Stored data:
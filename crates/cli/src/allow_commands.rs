use {
    anyhow::Result,
    clap::Subcommand,
    sitegate_allowlist::{RemoveOutcome, parse_ips},
};

use crate::context::{Context, ScopeArgs};

#[derive(Subcommand)]
pub enum AllowAction {
    /// Replace the allow-list of a site (or `global`).
    Create {
        target: String,
        /// IPs, comma or space separated; may be repeated.
        #[arg(long = "ip", num_args = 1..)]
        ips: Vec<String>,
    },
    /// Add IPs to the allow-list.
    Append {
        target: String,
        #[arg(long = "ip", num_args = 1.., required = true)]
        ips: Vec<String>,
    },
    /// Show the allowed IPs.
    List {
        target: String,
        /// Print JSON instead of one IP per line.
        #[arg(long)]
        json: bool,
    },
    /// Remove IPs, or the whole allow-list with `--ip all` or no `--ip`.
    Remove {
        target: String,
        #[arg(long = "ip", num_args = 1..)]
        ips: Vec<String>,
    },
}

pub async fn handle_allow(action: AllowAction) -> Result<()> {
    let ctx = Context::load()?;
    let allow_lists = ctx.allow_lists();
    match action {
        AllowAction::Create { target, ips } => {
            let requested = parse_ips(&ips)?;
            let resolved = ctx.resolve(&target, ScopeArgs::default()).await?;
            let allowed = allow_lists.create(&resolved, &requested).await?;
            println!(
                "Allow-list for {} set to {} ip(s)",
                resolved.site_url,
                allowed.len()
            );
        },
        AllowAction::Append { target, ips } => {
            let requested = parse_ips(&ips)?;
            let resolved = ctx.resolve(&target, ScopeArgs::default()).await?;
            let allowed = allow_lists.append(&resolved, &requested).await?;
            println!(
                "Allow-list for {} now has {} ip(s)",
                resolved.site_url,
                allowed.len()
            );
        },
        AllowAction::List { target, json } => {
            let resolved = ctx.resolve(&target, ScopeArgs::default()).await?;
            let allowed = allow_lists.list(&resolved)?;
            if json {
                println!("{}", serde_json::to_string_pretty(&allowed)?);
            } else {
                for ip in &allowed {
                    println!("{ip}");
                }
            }
        },
        AllowAction::Remove { target, ips } => {
            let requested = parse_ips(&ips)?;
            let resolved = ctx.resolve(&target, ScopeArgs::default()).await?;
            let outcome = allow_lists.remove(&resolved, &requested).await?;
            print_removed(&resolved.site_url, &outcome);
        },
    }
    Ok(())
}

fn print_removed(site_url: &str, outcome: &RemoveOutcome) {
    if !outcome.not_found.is_empty() {
        eprintln!(
            "warning: not on the allow-list of {site_url}: {}",
            outcome.not_found.join(", ")
        );
    }
    if !outcome.removed.is_empty() {
        println!("Removed from {site_url}: {}", outcome.removed.join(", "));
    }
    if outcome.artifact_deleted {
        println!("Allow-list for {site_url} removed; no ip restriction is configured");
    }
}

Task directions:
What is needed is the number of lines in the data that contain "join", given with nothing else.

Your solution:
2